### What you have to do
In the reply, include exactly the lines of the entries below from the first to the line with "highest version on", that line included.

### Data records
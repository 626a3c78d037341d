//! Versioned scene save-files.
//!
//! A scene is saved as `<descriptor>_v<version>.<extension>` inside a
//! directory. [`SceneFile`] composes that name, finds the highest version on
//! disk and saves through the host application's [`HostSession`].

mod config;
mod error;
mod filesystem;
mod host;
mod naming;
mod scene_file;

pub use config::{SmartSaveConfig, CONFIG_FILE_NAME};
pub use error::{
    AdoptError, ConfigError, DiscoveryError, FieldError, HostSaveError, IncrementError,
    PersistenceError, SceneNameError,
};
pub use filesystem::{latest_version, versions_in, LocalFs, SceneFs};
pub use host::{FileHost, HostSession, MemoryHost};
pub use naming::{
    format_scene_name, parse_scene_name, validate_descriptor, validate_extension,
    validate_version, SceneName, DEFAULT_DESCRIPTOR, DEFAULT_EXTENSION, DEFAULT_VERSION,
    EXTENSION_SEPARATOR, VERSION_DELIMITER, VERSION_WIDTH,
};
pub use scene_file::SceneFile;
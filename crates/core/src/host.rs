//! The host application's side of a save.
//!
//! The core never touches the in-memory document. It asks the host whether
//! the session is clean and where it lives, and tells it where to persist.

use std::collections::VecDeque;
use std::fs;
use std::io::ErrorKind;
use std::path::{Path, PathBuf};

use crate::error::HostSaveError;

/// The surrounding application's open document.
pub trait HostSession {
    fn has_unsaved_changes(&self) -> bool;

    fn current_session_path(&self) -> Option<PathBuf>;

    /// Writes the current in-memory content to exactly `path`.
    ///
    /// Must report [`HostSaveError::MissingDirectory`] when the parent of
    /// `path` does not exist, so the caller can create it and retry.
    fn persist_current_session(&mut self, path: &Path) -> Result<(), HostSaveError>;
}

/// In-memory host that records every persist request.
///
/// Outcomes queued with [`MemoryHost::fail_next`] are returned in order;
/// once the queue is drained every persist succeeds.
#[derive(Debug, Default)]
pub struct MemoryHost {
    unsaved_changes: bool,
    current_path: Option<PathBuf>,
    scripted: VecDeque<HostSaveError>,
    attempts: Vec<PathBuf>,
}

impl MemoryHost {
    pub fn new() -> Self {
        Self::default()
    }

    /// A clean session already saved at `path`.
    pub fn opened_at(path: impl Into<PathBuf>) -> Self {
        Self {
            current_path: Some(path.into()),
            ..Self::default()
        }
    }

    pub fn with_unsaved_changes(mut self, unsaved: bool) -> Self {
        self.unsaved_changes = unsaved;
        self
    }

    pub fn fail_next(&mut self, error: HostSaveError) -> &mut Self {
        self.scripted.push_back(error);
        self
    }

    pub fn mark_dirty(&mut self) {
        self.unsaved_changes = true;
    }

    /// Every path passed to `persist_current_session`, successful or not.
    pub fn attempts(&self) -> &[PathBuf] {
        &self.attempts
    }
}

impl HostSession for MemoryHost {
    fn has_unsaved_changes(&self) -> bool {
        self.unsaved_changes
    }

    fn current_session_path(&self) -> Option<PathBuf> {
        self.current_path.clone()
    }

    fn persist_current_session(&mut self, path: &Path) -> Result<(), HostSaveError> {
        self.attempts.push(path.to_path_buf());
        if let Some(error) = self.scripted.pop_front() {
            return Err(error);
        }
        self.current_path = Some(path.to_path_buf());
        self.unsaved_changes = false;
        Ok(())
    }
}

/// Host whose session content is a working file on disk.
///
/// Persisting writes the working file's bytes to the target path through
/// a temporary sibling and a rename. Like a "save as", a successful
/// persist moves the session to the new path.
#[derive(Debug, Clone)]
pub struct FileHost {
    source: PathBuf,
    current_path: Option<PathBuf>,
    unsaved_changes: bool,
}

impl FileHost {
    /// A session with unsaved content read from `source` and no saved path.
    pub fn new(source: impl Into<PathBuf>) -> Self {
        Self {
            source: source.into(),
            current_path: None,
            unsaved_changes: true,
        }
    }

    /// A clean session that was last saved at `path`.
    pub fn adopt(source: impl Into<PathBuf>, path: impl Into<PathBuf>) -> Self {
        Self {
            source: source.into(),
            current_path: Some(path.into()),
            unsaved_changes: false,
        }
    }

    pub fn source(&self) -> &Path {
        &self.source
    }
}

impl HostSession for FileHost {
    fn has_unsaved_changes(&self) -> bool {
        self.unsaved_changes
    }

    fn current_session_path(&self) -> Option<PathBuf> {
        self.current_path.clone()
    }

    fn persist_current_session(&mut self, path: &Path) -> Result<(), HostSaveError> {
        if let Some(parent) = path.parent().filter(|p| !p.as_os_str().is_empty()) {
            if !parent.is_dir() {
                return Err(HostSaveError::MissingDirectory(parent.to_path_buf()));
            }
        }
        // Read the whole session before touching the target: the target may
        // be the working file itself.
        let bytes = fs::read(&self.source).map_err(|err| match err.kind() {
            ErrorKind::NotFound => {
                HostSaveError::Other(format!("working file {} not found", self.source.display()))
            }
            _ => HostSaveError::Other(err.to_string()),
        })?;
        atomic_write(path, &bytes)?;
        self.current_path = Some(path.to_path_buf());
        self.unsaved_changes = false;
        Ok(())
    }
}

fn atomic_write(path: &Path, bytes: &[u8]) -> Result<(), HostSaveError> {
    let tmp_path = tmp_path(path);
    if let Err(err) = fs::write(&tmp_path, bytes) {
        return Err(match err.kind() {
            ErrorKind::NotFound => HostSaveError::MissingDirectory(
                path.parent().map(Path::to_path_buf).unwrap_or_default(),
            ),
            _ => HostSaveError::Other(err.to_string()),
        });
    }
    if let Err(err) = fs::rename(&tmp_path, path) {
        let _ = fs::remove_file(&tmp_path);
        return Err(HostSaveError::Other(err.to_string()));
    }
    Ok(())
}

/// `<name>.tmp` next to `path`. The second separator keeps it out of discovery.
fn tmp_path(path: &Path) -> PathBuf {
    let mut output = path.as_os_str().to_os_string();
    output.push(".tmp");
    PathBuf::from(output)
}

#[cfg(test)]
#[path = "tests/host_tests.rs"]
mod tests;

### Output for this exercise
repository 626a3c78d037341d
//! Versioned scene save-files.
//!
//! A scene is saved as `<descriptor>_v<version>.<extension>` inside a
//! directory. [`SceneFile`] composes that name, finds the highest version on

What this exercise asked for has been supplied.